▶ [WHAT NEEDS TO BE DONE]: Among the records below, find the lines that contain "once" and copy each of them.

Dataset entries:
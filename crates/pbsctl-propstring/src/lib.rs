//! Codec for PBS's property-string wire format.
//!
//! ```text
//! propstring := segment ("," segment)*
//! segment    := key "=" value
//! key        := [A-Za-z0-9_-]+           ; case-folded to lowercase on parse
//! value      := bare | quoted
//! bare       := chars excluding ',' '"' ' ' and surrounding whitespace trimmed
//! quoted     := '"' ( escaped | any-char-except-'"' )* '"'
//! escaped    := '\' ( '"' | '\' )
//! ```
//!
//! `format(parse(s))` is a canonical form: keys sorted lexicographically,
//! empty values dropped, and any value containing `,`, `"`, or whitespace
//! quoted. It is not necessarily equal to `s`, but is idempotent under
//! re-parsing.

#![deny(unsafe_code)]
#![warn(missing_docs)]

use pbsctl_error::{ErrorCode, PbsError};
use std::collections::BTreeMap;

/// An ordered mapping from lowercase keys to string values, as used for PBS's
/// `notify`, `tuning`, `maintenance-mode`, and `backend` fields.
///
/// Backed by a [`BTreeMap`] so lexicographic key order — the canonical output
/// order the format side needs — falls out of the type for free.
pub type PropertyMap = BTreeMap<String, String>;

/// Parses a property string into a [`PropertyMap`].
///
/// An empty string parses to an empty map. Keys are folded to lowercase;
/// surrounding whitespace around bare values is trimmed.
pub fn parse(input: &str) -> Result<PropertyMap, PbsError> {
    let mut map = PropertyMap::new();
    if input.is_empty() {
        return Ok(map);
    }

    for segment in split_unquoted(input, ',') {
        let segment = segment.trim();
        if segment.is_empty() {
            continue;
        }
        let (key, value) = split_segment(segment)?;
        map.insert(key.to_lowercase(), value);
    }

    Ok(map)
}

/// Formats a [`PropertyMap`] into its canonical property-string form.
///
/// Keys are already sorted by virtue of `BTreeMap`'s iteration order. Empty
/// values are dropped entirely (the key disappears from the output). A value
/// is quoted, with internal `"` escaped as `\"`, whenever it contains a `,`,
/// a `"`, or any ASCII whitespace.
pub fn format(map: &PropertyMap) -> String {
    map.iter()
        .filter(|(_, v)| !v.is_empty())
        .map(|(k, v)| format!("{k}={}", format_value(v)))
        .collect::<Vec<_>>()
        .join(",")
}

fn format_value(value: &str) -> String {
    if needs_quoting(value) {
        let escaped = value.replace('\\', "\\\\").replace('"', "\\\"");
        format!("\"{escaped}\"")
    } else {
        value.to_string()
    }
}

fn needs_quoting(value: &str) -> bool {
    value.chars().any(|c| c == ',' || c == '"' || c.is_whitespace())
}

/// Splits `segment` on the first unquoted `=`, decoding the value side.
fn split_segment(segment: &str) -> Result<(&str, String), PbsError> {
    let bytes = segment.as_bytes();
    let mut in_quotes = false;
    let mut idx = None;
    let mut i = 0;
    while i < bytes.len() {
        match bytes[i] {
            b'"' => in_quotes = !in_quotes,
            b'=' if !in_quotes => {
                idx = Some(i);
                break;
            }
            b'\\' if in_quotes => i += 1,
            _ => {}
        }
        i += 1;
    }

    let idx = idx.ok_or_else(|| {
        PbsError::new(
            ErrorCode::TransportMalformedResponse,
            format!("property-string segment has no '=': {segment:?}"),
        )
        .with_context("segment", segment)
    })?;

    let key = segment[..idx].trim();
    let raw_value = segment[idx + 1..].trim();
    let value = decode_value(raw_value)?;
    Ok((key, value))
}

fn decode_value(raw: &str) -> Result<String, PbsError> {
    let Some(stripped) = raw.strip_prefix('"') else {
        return Ok(raw.to_string());
    };
    let Some(inner) = stripped.strip_suffix('"') else {
        return Err(PbsError::new(
            ErrorCode::TransportMalformedResponse,
            format!("unterminated quoted value: {raw:?}"),
        ));
    };

    let mut out = String::with_capacity(inner.len());
    let mut chars = inner.chars();
    while let Some(c) = chars.next() {
        if c == '\\' {
            match chars.next() {
                Some('"') => out.push('"'),
                Some('\\') => out.push('\\'),
                Some(other) => {
                    out.push('\\');
                    out.push(other);
                }
                None => out.push('\\'),
            }
        } else {
            out.push(c);
        }
    }
    Ok(out)
}

/// Splits `input` on unquoted occurrences of `delim`, honoring `"`-quoting
/// and `\`-escaping inside quotes.
fn split_unquoted(input: &str, delim: char) -> Vec<&str> {
    let mut parts = Vec::new();
    let mut in_quotes = false;
    let mut start = 0;
    let bytes = input.as_bytes();
    let mut i = 0;
    while i < bytes.len() {
        match bytes[i] as char {
            '"' => in_quotes = !in_quotes,
            '\\' if in_quotes => i += 1,
            c if c == delim && !in_quotes => {
                parts.push(&input[start..i]);
                start = i + 1;
            }
            _ => {}
        }
        i += 1;
    }
    parts.push(&input[start..]);
    parts
}

#[cfg(test)]
mod tests {
    use super::*;
    use proptest::prelude::*;

    fn map(pairs: &[(&str, &str)]) -> PropertyMap {
        pairs.iter().map(|(k, v)| (k.to_string(), v.to_string())).collect()
    }

    #[test]
    fn empty_string_parses_to_empty_map() {
        assert!(parse("").unwrap().is_empty());
    }

    #[test]
    fn simple_bare_pairs() {
        let parsed = parse("type=offline,schedule=daily").unwrap();
        assert_eq!(parsed, map(&[("type", "offline"), ("schedule", "daily")]));
    }

    #[test]
    fn keys_are_lowercased() {
        let parsed = parse("Type=Offline").unwrap();
        assert_eq!(parsed.get("type").map(String::as_str), Some("Offline"));
    }

    #[test]
    fn quoted_value_with_comma_and_space() {
        let parsed = parse(r#"message="Planned, downtime""#).unwrap();
        assert_eq!(parsed.get("message").unwrap(), "Planned, downtime");
    }

    #[test]
    fn escaped_quote_in_quoted_value() {
        let parsed = parse(r#"message="Planned, \"urgent\" maintenance""#).unwrap();
        assert_eq!(parsed.get("message").unwrap(), "Planned, \"urgent\" maintenance");
    }

    #[test]
    fn surrounding_whitespace_trimmed() {
        let parsed = parse(" type = offline ").unwrap();
        assert_eq!(parsed.get("type").map(String::as_str), Some("offline"));
    }

    #[test]
    fn unterminated_quote_is_malformed() {
        let err = parse(r#"message="unterminated"#).unwrap_err();
        assert_eq!(err.code, ErrorCode::TransportMalformedResponse);
    }

    #[test]
    fn missing_equals_is_malformed() {
        let err = parse("justakey").unwrap_err();
        assert_eq!(err.code, ErrorCode::TransportMalformedResponse);
    }

    #[test]
    fn format_sorts_keys_and_drops_empty_values() {
        let m = map(&[("z", ""), ("a", "1"), ("m", "2")]);
        assert_eq!(format(&m), "a=1,m=2");
    }

    #[test]
    fn format_quotes_values_needing_it() {
        let m = map(&[("message", "Planned, \"urgent\" maintenance"), ("type", "offline")]);
        assert_eq!(
            format(&m),
            r#"message="Planned, \"urgent\" maintenance",type=offline"#
        );
    }

    #[test]
    fn end_to_end_spec_example() {
        let m = map(&[("type", "offline"), ("message", "Planned, \"urgent\" maintenance")]);
        let formatted = format(&m);
        assert_eq!(
            formatted,
            r#"message="Planned, \"urgent\" maintenance",type=offline"#
        );
        let reparsed = parse(&formatted).unwrap();
        assert_eq!(reparsed, m);
    }

    #[test]
    fn backend_property_string_shape() {
        let parsed = parse("type=s3,client=ep1,bucket=b").unwrap();
        assert_eq!(
            parsed,
            map(&[("type", "s3"), ("client", "ep1"), ("bucket", "b")])
        );
    }

    fn arb_key() -> impl Strategy<Value = String> {
        "[a-z][a-z0-9_-]{0,15}".prop_map(String::from)
    }

    fn arb_value() -> impl Strategy<Value = String> {
        "[ -~]{1,20}".prop_filter("values must not be empty after generation", |s| !s.is_empty())
    }

    proptest! {
        #[test]
        fn roundtrip_preserves_map(pairs in prop::collection::vec((arb_key(), arb_value()), 0..8)) {
            let m: PropertyMap = pairs.into_iter().collect();
            let formatted = format(&m);
            let reparsed = parse(&formatted).unwrap();
            prop_assert_eq!(reparsed, m);
        }

        #[test]
        fn format_is_idempotent_under_reparse(pairs in prop::collection::vec((arb_key(), arb_value()), 0..8)) {
            let m: PropertyMap = pairs.into_iter().collect();
            let once = format(&parse(&format(&m)).unwrap());
            let twice = format(&parse(&once).unwrap());
            prop_assert_eq!(once, twice);
        }
    }
}
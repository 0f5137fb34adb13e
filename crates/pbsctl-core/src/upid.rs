//! UPID parsing and task status.
//!
//! `UPID:<node>:<pid-hex>:<start-hex>:<type>:<id>:<user>:<status>` — PBS's
//! identifier for an asynchronous worker task. The node field identifies the
//! cluster member the task must be queried on.

use pbsctl_error::{ErrorCode, PbsError};
use std::fmt;
use std::str::FromStr;

/// A parsed PBS UPID.
#[derive(Debug, Clone, PartialEq, Eq)]
pub struct Upid {
    /// Cluster node the task runs/ran on.
    pub node: String,
    /// Worker process id, as a hex string (kept as text: never arithmetic).
    pub pid_hex: String,
    /// Worker start time, as a hex unix-timestamp string.
    pub start_hex: String,
    /// Task type, e.g. `"create"`, `"gc"`, `"syncjob"`.
    pub task_type: String,
    /// Task-specific id, e.g. a datastore or job name.
    pub id: String,
    /// `user@realm` that started the task.
    pub user: String,
    /// Trailing status field, empty while the task is still running.
    pub status: String,
    /// The original, unparsed UPID string — some endpoints (task log) take
    /// the UPID verbatim as a path segment.
    raw: String,
}

impl Upid {
    /// The original UPID string this value was parsed from.
    pub fn as_str(&self) -> &str {
        &self.raw
    }
}

impl fmt::Display for Upid {
    fn fmt(&self, f: &mut fmt::Formatter<'_>) -> fmt::Result {
        f.write_str(&self.raw)
    }
}

impl FromStr for Upid {
    type Err = PbsError;

    fn from_str(s: &str) -> Result<Self, Self::Err> {
        let malformed = || {
            PbsError::new(
                ErrorCode::TransportMalformedResponse,
                format!("malformed UPID: {s:?}"),
            )
            .with_context("upid", s)
        };

        let rest = s.strip_prefix("UPID:").ok_or_else(malformed)?;
        // UPID has 7 colon-separated fields after the "UPID:" tag; `status`
        // may itself be empty (task still running) or contain further `:`.
        let mut parts = rest.splitn(7, ':');
        let node = parts.next().ok_or_else(malformed)?.to_string();
        let pid_hex = parts.next().ok_or_else(malformed)?.to_string();
        let start_hex = parts.next().ok_or_else(malformed)?.to_string();
        let task_type = parts.next().ok_or_else(malformed)?.to_string();
        let id = parts.next().ok_or_else(malformed)?.to_string();
        let user = parts.next().ok_or_else(malformed)?.to_string();
        let status = parts.next().unwrap_or_default().to_string();

        if node.is_empty() || pid_hex.is_empty() || start_hex.is_empty() {
            return Err(malformed());
        }

        Ok(Upid {
            node,
            pid_hex,
            start_hex,
            task_type,
            id,
            user,
            status,
            raw: s.to_string(),
        })
    }
}

/// Lifecycle state of a task identified by a [`Upid`].
#[derive(Debug, Clone, PartialEq, Eq)]
pub enum TaskStatus {
    /// Task has not reached a terminal state.
    Running,
    /// Task finished with an empty/`"OK"` exit status.
    StoppedOk,
    /// Task finished with a non-empty exit-status message.
    StoppedError(String),
    /// Server reported a status string this client does not recognize.
    Unknown(String),
}

impl TaskStatus {
    /// Parses the `status` field returned by `/nodes/{node}/tasks/{upid}/status`.
    pub fn from_wire(status: &str, exit_status: Option<&str>) -> Self {
        match status {
            "running" => TaskStatus::Running,
            "stopped" => match exit_status {
                None | Some("") | Some("OK") => TaskStatus::StoppedOk,
                Some(msg) => TaskStatus::StoppedError(msg.to_string()),
            },
            other => TaskStatus::Unknown(other.to_string()),
        }
    }

    /// True if this status is not a final state.
    pub fn is_running(&self) -> bool {
        matches!(self, TaskStatus::Running)
    }
}

#[cfg(test)]
mod tests {
    use super::*;

    #[test]
    fn parses_well_formed_upid() {
        let upid: Upid = "UPID:pbs1:00001234:0005A1B2:create:store1:root@pam:"
            .parse()
            .unwrap();
        assert_eq!(upid.node, "pbs1");
        assert_eq!(upid.pid_hex, "00001234");
        assert_eq!(upid.start_hex, "0005A1B2");
        assert_eq!(upid.task_type, "create");
        assert_eq!(upid.id, "store1");
        assert_eq!(upid.user, "root@pam");
        assert_eq!(upid.status, "");
    }

    #[test]
    fn parses_upid_with_trailing_status() {
        let upid: Upid = "UPID:pbs1:1:2:gc:store1:root@pam:OK"
            .parse()
            .unwrap();
        assert_eq!(upid.status, "OK");
    }

    #[test]
    fn rejects_missing_prefix() {
        let err = "pbs1:1:2:create:store1:root@pam:".parse::<Upid>().unwrap_err();
        assert_eq!(err.code, pbsctl_error::ErrorCode::TransportMalformedResponse);
    }

    #[test]
    fn rejects_too_few_fields() {
        let err = "UPID:pbs1:1:2:create".parse::<Upid>().unwrap_err();
        assert_eq!(err.code, pbsctl_error::ErrorCode::TransportMalformedResponse);
    }

    #[test]
    fn display_round_trips_raw_string() {
        let raw = "UPID:pbs1:1:2:create:store1:root@pam:";
        let upid: Upid = raw.parse().unwrap();
        assert_eq!(upid.to_string(), raw);
        assert_eq!(upid.as_str(), raw);
    }

    #[test]
    fn task_status_running() {
        assert_eq!(TaskStatus::from_wire("running", None), TaskStatus::Running);
    }

    #[test]
    fn task_status_stopped_ok() {
        assert_eq!(
            TaskStatus::from_wire("stopped", Some("OK")),
            TaskStatus::StoppedOk
        );
        assert_eq!(TaskStatus::from_wire("stopped", None), TaskStatus::StoppedOk);
    }

    #[test]
    fn task_status_stopped_error() {
        assert_eq!(
            TaskStatus::from_wire("stopped", Some("unable to acquire lock")),
            TaskStatus::StoppedError("unable to acquire lock".into())
        );
    }

    #[test]
    fn task_status_unknown() {
        assert_eq!(
            TaskStatus::from_wire("paused", None),
            TaskStatus::Unknown("paused".into())
        );
    }

    #[test]
    fn is_running_helper() {
        assert!(TaskStatus::Running.is_running());
        assert!(!TaskStatus::StoppedOk.is_running());
    }
}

▶ [WRITTEN SOLUTION]:
            let once = format(&parse(&format(&m)).unwrap());
            let twice = format(&parse(&once).unwrap());
            prop_assert_eq!(once, twice);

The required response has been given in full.